- Target disease: Chagas
- Partners (since project start): Anacor Pharmaceuticals, USA; Wuxi AppTech, China; Sandexis, UK; LMPH, Belgium; LSHTM, UK
- Project start: May 2011
- Funding (since project start): Bill & Melinda Gates Foundation, USA; Department for International Development (DFID), UK; Dutch Ministry of Foreign Affairs (DGIS), the Netherlands; Federal Ministry of Education and Research (BMBF through KfW), Germany; Médecins Sans Frontières/Doctors without Borders, International; Swiss Agency for Development and Cooperation (SDC), Switzerland; Other private foundations and individuals.
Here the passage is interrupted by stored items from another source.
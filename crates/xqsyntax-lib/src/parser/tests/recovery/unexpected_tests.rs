use crate::diagnostics::{DiagnosticKind, Severity};
use crate::parser::{Parse, SyntaxKind};

#[test]
fn stray_token_after_query_body() {
    let input = "1 )";

    let res = Parse::expect_invalid_cst(input);

    insta::assert_snapshot!(res, @r#"
    Module
      MainModule
        QueryBody
          IntegerLiteral "1"
      Error: unexpected `)`
        ParenClose ")"
    "#);
}

#[test]
fn consecutive_stray_tokens_each_wrapped() {
    let input = "1 ) ]";

    let res = Parse::expect_invalid(input);

    insta::assert_snapshot!(res, @r"
    error at 2..3: unexpected `)`
    error at 4..5: unexpected `]`
    ");
}

#[test]
fn only_garbage() {
    let input = "^^ ~";

    let parse = Parse::expect(input);

    assert!(!parse.is_valid());
    assert_eq!(parse.leaf_text(), input);
    let kinds: Vec<_> = parse.diagnostics().iter().map(|d| d.kind()).collect();
    assert_eq!(kinds, [DiagnosticKind::BadCharacter, DiagnosticKind::BadCharacter]);
}

#[test]
fn bad_character_inside_expression() {
    let input = "1 ^^ 2";

    let res = Parse::expect_invalid(input);

    insta::assert_snapshot!(res, @r"
    error at 2..4: invalid character
    error at 5..6: unexpected `2`
    ");
}

#[test]
fn return_without_flwor() {
    let input = "return 1";

    let res = Parse::expect_invalid_cst(input);

    insta::assert_snapshot!(res, @r#"
    Module
      MainModule
        QueryBody
          FlworExpr
            Error: return without FLWOR
            ReturnClause
              Keyword "return"
              IntegerLiteral "1"
    "#);
}

#[test]
fn return_without_flwor_hint() {
    let input = "return $x";

    let res = Parse::expect_invalid(input);

    insta::assert_snapshot!(res, @"error at 0..0: return without FLWOR (hint: start the expression with a `for` or `let` clause)");
}

#[test]
fn return_before_paren_or_minus_keeps_its_valid_reading() {
    // `return` is not a reserved function name, so these are a call and a subtraction.
    let call = Parse::expect_valid("return (1, 2)");
    let subtraction = Parse::expect_valid("return -1");

    assert!(call.contains_node(SyntaxKind::FunctionCall));
    assert!(!call.contains_node(SyntaxKind::FlworExpr));
    assert!(subtraction.contains_node(SyntaxKind::AdditiveExpr));
    assert!(!subtraction.contains_node(SyntaxKind::FlworExpr));
}

#[test]
fn return_as_element_name_is_a_path() {
    let input = "return";

    let res = Parse::expect_valid_cst(input);

    insta::assert_snapshot!(res, @r#"
    Module
      MainModule
        QueryBody
          NameTest
            QName
              NCName "return"
    "#);
}

#[test]
fn mismatched_closing_tag() {
    let input = "<a></b>";

    let res = Parse::expect_invalid_cst(input);

    insta::assert_snapshot!(res, @r#"
    Module
      MainModule
        QueryBody
          DirElemConstructor
            XmlTagOpen "<"
            QName
              NCName "a"
            XmlTagEnd ">"
            XmlCloseTagOpen "</"
            Error: closing tag does not match `a`
              QName
                NCName "b"
            XmlTagEnd ">"
    "#);
}

#[test]
fn mismatched_prefixed_closing_tag() {
    let input = "<p:a></q:a>";

    let res = Parse::expect_invalid(input);

    insta::assert_snapshot!(res, @"error at 7..10: closing tag does not match `p:a` (related: opened here at 1..4)");
}

#[test]
fn mismatched_closing_tag_points_at_opening_tag() {
    let parse = Parse::expect("<a>\n</b>");

    let res = parse.dump_diagnostics();

    assert!(res.contains("closing tag does not match `a`"), "{res}");
    assert!(res.contains("opened here"), "{res}");
}

#[test]
fn second_parenthesized_catch_is_a_warning() {
    let input = "try { 1 } catch ($e) { 2 } catch ($f) { 3 }";

    let parse = Parse::expect(input);

    assert!(parse.is_valid());
    let diagnostics: Vec<_> = parse.diagnostics().iter().collect();
    assert_eq!(diagnostics.len(), 1);
    assert_eq!(diagnostics[0].kind(), DiagnosticKind::MultipleParenthesizedCatch);
    assert_eq!(diagnostics[0].severity(), Severity::Warning);
    insta::assert_snapshot!(parse.dump_diagnostic_lines(), @"warning at 27..27: multiple catch clauses of that kind (hint: only the first `catch ($var)` clause can be reached)");
}

#[test]
fn name_test_catch_clauses_are_not_flagged() {
    let input = "try { 1 } catch err:a | err:b { 2 } catch * { 3 }";

    let parse = Parse::expect_valid(input);

    assert!(parse.diagnostics().is_empty());
    assert!(parse.contains_node(SyntaxKind::CatchErrorList));
}

#[test]
fn unknown_entity_reference() {
    let input = r#""a&foo;b""#;

    let res = Parse::expect_invalid(input);

    insta::assert_snapshot!(res, @"error at 2..7: unknown entity reference `&foo;` (hint: only `&lt;`, `&gt;`, `&amp;`, `&quot;` and `&apos;` are predefined)");
}

#[test]
fn unmatched_comment_end() {
    let input = "1 :) 2";

    let parse = Parse::expect(input);

    let kinds: Vec<_> = parse.diagnostics().iter().map(|d| d.kind()).collect();
    assert!(kinds.contains(&DiagnosticKind::UnmatchedCommentEnd));
    assert_eq!(parse.leaf_text(), input);
}

#[test]
fn missing_expression_in_else_branch() {
    let input = "if ($a) then 1 else";

    let res = Parse::expect_invalid(input);

    insta::assert_snapshot!(res, @"error at 19..19: expected expression");
}
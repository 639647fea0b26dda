//! Codepoint cursor over a UTF-16 buffer.
//!
//! The cursor tracks two offsets: the start of the token being scanned and
//! the current position. `advance` moves the current position by one
//! codepoint (one or two units); `flush` makes the current position the
//! start of the next token.

use crate::invariants::ensure_scan_bounds;
use crate::source::{is_high_surrogate, is_low_surrogate};

/// Returned by [`CodepointRange::codepoint`] at the configured end offset.
pub const END_OF_BUFFER: u32 = 0xFFFF_FFFF;

/// Returned by [`CodepointRange::codepoint`] for an unpaired surrogate unit.
pub const INVALID: u32 = 0xFFFF_FFFE;

#[derive(Debug, Clone)]
pub struct CodepointRange<'src> {
    buffer: &'src [u16],
    start: usize,
    end: usize,
    buffer_end: usize,
    saved: usize,
}

impl<'src> CodepointRange<'src> {
    pub fn new() -> Self {
        Self {
            buffer: &[],
            start: 0,
            end: 0,
            buffer_end: 0,
            saved: 0,
        }
    }

    /// Reset the cursor to scan `buffer[start..end]`.
    pub fn start(&mut self, buffer: &'src [u16], start: usize, end: usize) {
        ensure_scan_bounds(start, end, buffer.len());
        self.buffer = buffer;
        self.start = start;
        self.end = start;
        self.buffer_end = end;
        self.saved = start;
    }

    pub fn buffer(&self) -> &'src [u16] {
        self.buffer
    }

    /// Start offset of the token being scanned.
    pub fn start_offset(&self) -> usize {
        self.start
    }

    /// Current position; the end of the token being scanned.
    pub fn end_offset(&self) -> usize {
        self.end
    }

    pub fn buffer_end(&self) -> usize {
        self.buffer_end
    }

    pub fn is_at_end(&self) -> bool {
        self.end >= self.buffer_end
    }

    /// Codepoint at the current position, without advancing.
    pub fn codepoint(&self) -> u32 {
        self.codepoint_at(self.end)
    }

    fn codepoint_at(&self, pos: usize) -> u32 {
        if pos >= self.buffer_end {
            return END_OF_BUFFER;
        }
        let unit = self.buffer[pos];
        if is_high_surrogate(unit) {
            match self.low_surrogate_after(pos) {
                Some(low) => {
                    0x10000 + ((u32::from(unit) - 0xD800) << 10) + (u32::from(low) - 0xDC00)
                }
                None => INVALID,
            }
        } else if is_low_surrogate(unit) {
            INVALID
        } else {
            u32::from(unit)
        }
    }

    fn low_surrogate_after(&self, pos: usize) -> Option<u16> {
        let next = pos + 1;
        if next < self.buffer_end && is_low_surrogate(self.buffer[next]) {
            Some(self.buffer[next])
        } else {
            None
        }
    }

    fn width_at(&self, pos: usize) -> usize {
        if is_high_surrogate(self.buffer[pos]) && self.low_surrogate_after(pos).is_some() {
            2
        } else {
            1
        }
    }

    /// Move past the current codepoint. A no-op at the end.
    pub fn advance(&mut self) {
        if self.end < self.buffer_end {
            self.end += self.width_at(self.end);
        }
    }

    /// Mark the current position as the start of the next token.
    pub fn flush(&mut self) {
        self.start = self.end;
    }

    pub fn save(&mut self) {
        self.saved = self.end;
    }

    pub fn restore(&mut self) {
        self.end = self.saved;
    }

    /// Whether the units at the current position spell `text`.
    ///
    /// Only meaningful for ASCII `text`: ASCII units never occur inside a
    /// surrogate pair, so no codepoint merging is needed.
    pub fn at_ascii(&self, text: &str) -> bool {
        self.ascii_at(self.end, text)
    }

    pub fn ascii_at(&self, pos: usize, text: &str) -> bool {
        let bytes = text.as_bytes();
        pos + bytes.len() <= self.buffer_end
            && self.buffer[pos..pos + bytes.len()]
                .iter()
                .zip(bytes)
                .all(|(&unit, &byte)| unit == u16::from(byte))
    }

    /// Consume `text` if the current position spells it.
    pub fn eat_ascii(&mut self, text: &str) -> bool {
        if self.at_ascii(text) {
            self.end += text.len();
            true
        } else {
            false
        }
    }

    /// The `n`th codepoint after the current one, without moving.
    pub fn peek(&self, n: usize) -> u32 {
        let mut pos = self.end;
        for _ in 0..n {
            if pos >= self.buffer_end {
                return END_OF_BUFFER;
            }
            pos += self.width_at(pos);
        }
        self.codepoint_at(pos)
    }
}

impl Default for CodepointRange<'_> {
    fn default() -> Self {
        Self::new()
    }
}
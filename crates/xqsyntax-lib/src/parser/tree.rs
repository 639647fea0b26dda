//! Owned concrete syntax tree.
//!
//! Every token of the input, trivia included, is a leaf somewhere in the
//! tree, so concatenating leaf texts in order reproduces the source.

use text_size::TextRange;
use xqsyntax_core::SourceText;

use super::cst::SyntaxKind;

#[derive(Debug, Clone, Copy, PartialEq, Eq, Hash)]
pub struct SyntaxToken {
    kind: SyntaxKind,
    range: TextRange,
}

impl SyntaxToken {
    pub(crate) fn new(kind: SyntaxKind, range: TextRange) -> Self {
        Self { kind, range }
    }

    pub fn kind(&self) -> SyntaxKind {
        self.kind
    }

    pub fn text_range(&self) -> TextRange {
        self.range
    }

    pub fn text(&self, source: &SourceText) -> String {
        source.text(self.range)
    }
}

#[derive(Debug, Clone, PartialEq, Eq, Hash)]
pub enum SyntaxElement {
    Node(SyntaxNode),
    Token(SyntaxToken),
}

impl SyntaxElement {
    pub fn kind(&self) -> SyntaxKind {
        match self {
            SyntaxElement::Node(node) => node.kind(),
            SyntaxElement::Token(token) => token.kind(),
        }
    }

    pub fn text_range(&self) -> TextRange {
        match self {
            SyntaxElement::Node(node) => node.text_range(),
            SyntaxElement::Token(token) => token.text_range(),
        }
    }

    pub fn as_node(&self) -> Option<&SyntaxNode> {
        match self {
            SyntaxElement::Node(node) => Some(node),
            SyntaxElement::Token(_) => None,
        }
    }

    pub fn as_token(&self) -> Option<&SyntaxToken> {
        match self {
            SyntaxElement::Node(_) => None,
            SyntaxElement::Token(token) => Some(token),
        }
    }
}

/// Interior node. Error nodes carry the message of the diagnostic they produced.
#[derive(Debug, Clone, PartialEq, Eq, Hash)]
pub struct SyntaxNode {
    kind: SyntaxKind,
    range: TextRange,
    children: Vec<SyntaxElement>,
    message: Option<String>,
}

impl SyntaxNode {
    pub(crate) fn new(
        kind: SyntaxKind,
        range: TextRange,
        children: Vec<SyntaxElement>,
        message: Option<String>,
    ) -> Self {
        Self {
            kind,
            range,
            children,
            message,
        }
    }

    pub fn kind(&self) -> SyntaxKind {
        self.kind
    }

    pub fn text_range(&self) -> TextRange {
        self.range
    }

    pub fn children(&self) -> &[SyntaxElement] {
        &self.children
    }

    pub fn child_nodes(&self) -> impl Iterator<Item = &SyntaxNode> {
        self.children.iter().filter_map(SyntaxElement::as_node)
    }

    pub fn first_child(&self, kind: SyntaxKind) -> Option<&SyntaxNode> {
        self.child_nodes().find(|n| n.kind == kind)
    }

    /// Non-trivia tokens directly under this node.
    pub fn child_tokens(&self) -> impl Iterator<Item = &SyntaxToken> {
        self.children
            .iter()
            .filter_map(SyntaxElement::as_token)
            .filter(|t| !t.kind.is_trivia())
    }

    pub fn error_message(&self) -> Option<&str> {
        self.message.as_deref()
    }

    /// This node followed by all nodes below it, in document order.
    pub fn descendants(&self) -> Vec<&SyntaxNode> {
        let mut out = Vec::new();
        let mut stack = vec![self];
        while let Some(node) = stack.pop() {
            out.push(node);
            stack.extend(node.child_nodes().collect::<Vec<_>>().into_iter().rev());
        }
        out
    }

    /// All leaf tokens in document order, trivia included.
    pub fn tokens(&self) -> Vec<SyntaxToken> {
        let mut out = Vec::new();
        self.collect_tokens(&mut out);
        out
    }

    fn collect_tokens(&self, out: &mut Vec<SyntaxToken>) {
        for child in &self.children {
            match child {
                SyntaxElement::Node(node) => node.collect_tokens(out),
                SyntaxElement::Token(token) => out.push(*token),
            }
        }
    }

    pub fn text(&self, source: &SourceText) -> String {
        source.text(self.range)
    }
}
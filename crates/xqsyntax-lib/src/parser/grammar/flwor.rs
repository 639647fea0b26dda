//! FLWOR expressions: for, let, window, where, group by, order by, count, return.

use tracing::trace;

use crate::diagnostics::DiagnosticKind;
use crate::parser::Parser;
use crate::parser::cst::SyntaxKind::*;
use crate::parser::cst::token_sets::NUMERIC_LITERALS;

impl Parser<'_> {
    pub(super) fn parse_flwor_expr(&mut self) -> bool {
        if self.at_return_without_flwor() {
            trace!(pos = self.pos, "return without FLWOR");
            let m = self.start();
            self.error(DiagnosticKind::ReturnWithoutFlwor, None);
            self.parse_return_clause();
            m.complete(self, FlworExpr);
            return true;
        }
        if !self.at_initial_clause() {
            return false;
        }

        let m = self.start();
        while self.parse_flwor_clause() {}
        if self.at_keyword("return") {
            self.parse_return_clause();
        } else {
            self.error_expected("`return`");
        }
        m.complete(self, FlworExpr);
        true
    }

    /// `return` that can only be the start of a return clause, never a name.
    fn at_return_without_flwor(&mut self) -> bool {
        if !self.at_keyword("return") {
            return false;
        }
        let next = self.nth(1);
        next == VariableIndicator
            || next == StringLiteralStart
            || next == NCName
            || next == XmlTagOpen
            || NUMERIC_LITERALS.contains(next)
    }

    fn at_for_clause(&mut self) -> bool {
        self.at_keyword("for")
            && (self.nth(1) == VariableIndicator
                || ((self.nth_at_keyword(1, "tumbling") || self.nth_at_keyword(1, "sliding"))
                    && self.nth_at_keyword(2, "window")))
    }

    fn at_let_clause(&mut self) -> bool {
        self.at_keyword("let")
            && (self.nth(1) == VariableIndicator
                || (self.nth_at_keyword(1, "score") && self.nth(2) == VariableIndicator))
    }

    fn at_initial_clause(&mut self) -> bool {
        self.at_for_clause() || self.at_let_clause()
    }

    fn parse_flwor_clause(&mut self) -> bool {
        if self.at_for_clause() {
            if self.nth(1) == VariableIndicator {
                self.parse_for_clause();
            } else {
                self.parse_window_clause();
            }
            return true;
        }
        if self.at_let_clause() {
            self.parse_let_clause();
            return true;
        }
        if self.at_keyword("where") {
            let m = self.start();
            self.bump_keyword();
            self.expect_expr_single();
            m.complete(self, WhereClause);
            return true;
        }
        if self.at_keyword("group") && self.nth_at_keyword(1, "by") {
            self.parse_group_by_clause();
            return true;
        }
        if (self.at_keyword("order") && self.nth_at_keyword(1, "by"))
            || (self.at_keyword("stable") && self.nth_at_keyword(1, "order"))
        {
            self.parse_order_by_clause();
            return true;
        }
        if self.at_keyword("count") && self.nth(1) == VariableIndicator {
            let m = self.start();
            self.bump_keyword();
            self.expect_var_binding();
            m.complete(self, CountClause);
            return true;
        }
        false
    }

    /// `"for" ForBinding ("," ForBinding)*`
    fn parse_for_clause(&mut self) {
        let m = self.start();
        self.bump_keyword();
        loop {
            self.parse_for_binding();
            if !self.eat(Comma) {
                break;
            }
        }
        m.complete(self, ForClause);
    }

    /// `"$" VarName TypeDeclaration? AllowingEmpty? PositionalVar? FTScoreVar? "in" ExprSingle`
    fn parse_for_binding(&mut self) {
        let m = self.start();
        self.expect_var_binding();
        self.parse_type_declaration();
        if self.at_keyword("allowing") {
            let a = self.start();
            self.bump_keyword();
            self.expect_keyword("empty");
            a.complete(self, AllowingEmpty);
        }
        self.parse_positional_var();
        self.parse_ft_score_var();
        self.expect_keyword("in");
        self.expect_expr_single();
        m.complete(self, ForBinding);
    }

    /// `"at" "$" VarName`
    fn parse_positional_var(&mut self) -> bool {
        if !(self.at_keyword("at") && self.nth(1) == VariableIndicator) {
            return false;
        }
        let m = self.start();
        self.bump_keyword();
        self.expect_var_binding();
        m.complete(self, PositionalVar);
        true
    }

    /// `"score" "$" VarName`
    fn parse_ft_score_var(&mut self) -> bool {
        if !(self.at_keyword("score") && self.nth(1) == VariableIndicator) {
            return false;
        }
        let m = self.start();
        self.bump_keyword();
        self.expect_var_binding();
        m.complete(self, FtScoreVar);
        true
    }

    /// `"let" LetBinding ("," LetBinding)*`
    fn parse_let_clause(&mut self) {
        let m = self.start();
        self.bump_keyword();
        loop {
            let b = self.start();
            if !self.parse_ft_score_var() {
                self.expect_var_binding();
                self.parse_type_declaration();
            }
            self.expect(Assign, "`:=`");
            self.expect_expr_single();
            b.complete(self, LetBinding);
            if !self.eat(Comma) {
                break;
            }
        }
        m.complete(self, LetClause);
    }

    /// `"for" ("tumbling" | "sliding") "window" "$" VarName TypeDeclaration? "in" ExprSingle
    ///  WindowStartCondition WindowEndCondition?`
    fn parse_window_clause(&mut self) {
        let m = self.start();
        self.bump_keyword();
        let sliding = self.at_keyword("sliding");
        let w = self.start();
        self.bump_keyword();
        self.bump_keyword();
        self.expect_var_binding();
        self.parse_type_declaration();
        self.expect_keyword("in");
        self.expect_expr_single();

        if self.at_keyword("start") {
            let s = self.start();
            self.bump_keyword();
            self.parse_window_vars();
            self.expect_keyword("when");
            self.expect_expr_single();
            s.complete(self, WindowStartCondition);
        } else {
            self.error_expected("`start`");
        }

        if self.at_keyword("end") || (self.at_keyword("only") && self.nth_at_keyword(1, "end")) {
            let e = self.start();
            self.eat_keyword("only");
            self.bump_keyword();
            self.parse_window_vars();
            self.expect_keyword("when");
            self.expect_expr_single();
            e.complete(self, WindowEndCondition);
        } else if sliding {
            self.error_expected("`end`");
        }

        w.complete(
            self,
            if sliding {
                SlidingWindowClause
            } else {
                TumblingWindowClause
            },
        );
        m.complete(self, WindowClause);
    }

    /// `("$" CurrentItem)? PositionalVar? ("previous" "$" PreviousItem)? ("next" "$" NextItem)?`
    fn parse_window_vars(&mut self) {
        let m = self.start();
        if self.at(VariableIndicator) {
            self.expect_var_binding();
        }
        self.parse_positional_var();
        for keyword in ["previous", "next"] {
            if self.at_keyword(keyword) && self.nth(1) == VariableIndicator {
                self.bump_keyword();
                self.expect_var_binding();
            }
        }
        if m.is_empty(self) {
            m.drop(self);
        } else {
            m.complete(self, WindowVars);
        }
    }

    /// `"group" "by" GroupingSpec ("," GroupingSpec)*`
    fn parse_group_by_clause(&mut self) {
        let m = self.start();
        self.bump_keyword();
        self.bump_keyword();
        loop {
            let s = self.start();
            self.expect_var_binding();
            let typed = self.parse_type_declaration();
            if self.eat(Assign) {
                self.expect_expr_single();
            } else if typed {
                self.error_expected("`:=`");
            }
            if self.eat_keyword("collation") {
                self.expect_uri_literal();
            }
            s.complete(self, GroupingSpec);
            if !self.eat(Comma) {
                break;
            }
        }
        m.complete(self, GroupByClause);
    }

    /// `"stable"? "order" "by" OrderSpec ("," OrderSpec)*`
    fn parse_order_by_clause(&mut self) {
        let m = self.start();
        self.eat_keyword("stable");
        self.expect_keyword("order");
        self.expect_keyword("by");
        loop {
            let s = self.start();
            self.expect_expr_single();
            self.parse_order_modifier();
            s.complete(self, OrderSpec);
            if !self.eat(Comma) {
                break;
            }
        }
        m.complete(self, OrderByClause);
    }

    /// `("ascending" | "descending")? ("empty" ("greatest" | "least"))? ("collation" URILiteral)?`
    fn parse_order_modifier(&mut self) {
        let m = self.start();
        if self.at_any_keyword(&["ascending", "descending"]) {
            self.bump_keyword();
        }
        if self.at_keyword("empty")
            && (self.nth_at_keyword(1, "greatest") || self.nth_at_keyword(1, "least"))
        {
            self.bump_keyword();
            self.bump_keyword();
        }
        if self.eat_keyword("collation") {
            self.expect_uri_literal();
        }
        if m.is_empty(self) {
            m.drop(self);
        } else {
            m.complete(self, OrderModifier);
        }
    }

    /// `"return" ExprSingle`
    fn parse_return_clause(&mut self) {
        let m = self.start();
        self.bump_keyword();
        self.expect_expr_single();
        m.complete(self, ReturnClause);
    }
}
- Project status: Completed
DNDi is pursuing several oxaborole series optimization projects for kinetoplastid diseases, including Chagas disease. Following significant (between five and ten times) improvement in in vitro potency against T. cruzi, three oxaborole candidates were tested in a mouse model of Chagas disease at Murdoch University in 2013. These compounds produced similar reductions in parasitemia and increases in mouse survival to that observed with benznidazole, but did not produce a complete, or sterile, cure. Further profiling of oxaborole candidates is planned in new mouse models once validated, which are under development to include clinical insights into compound profiling resulting from the analysis of data from the E1224 proof-of-concept trial. Lead optimization of the oxaborole series for Chagas disease is now being managed by a new partnership between Anacor and the University of Georgia, which will work closely with the DNDi lead optimization project for leishmaniasis for this class in order to maximize cross-fertilization of ideas and leads.
Last update: August 2015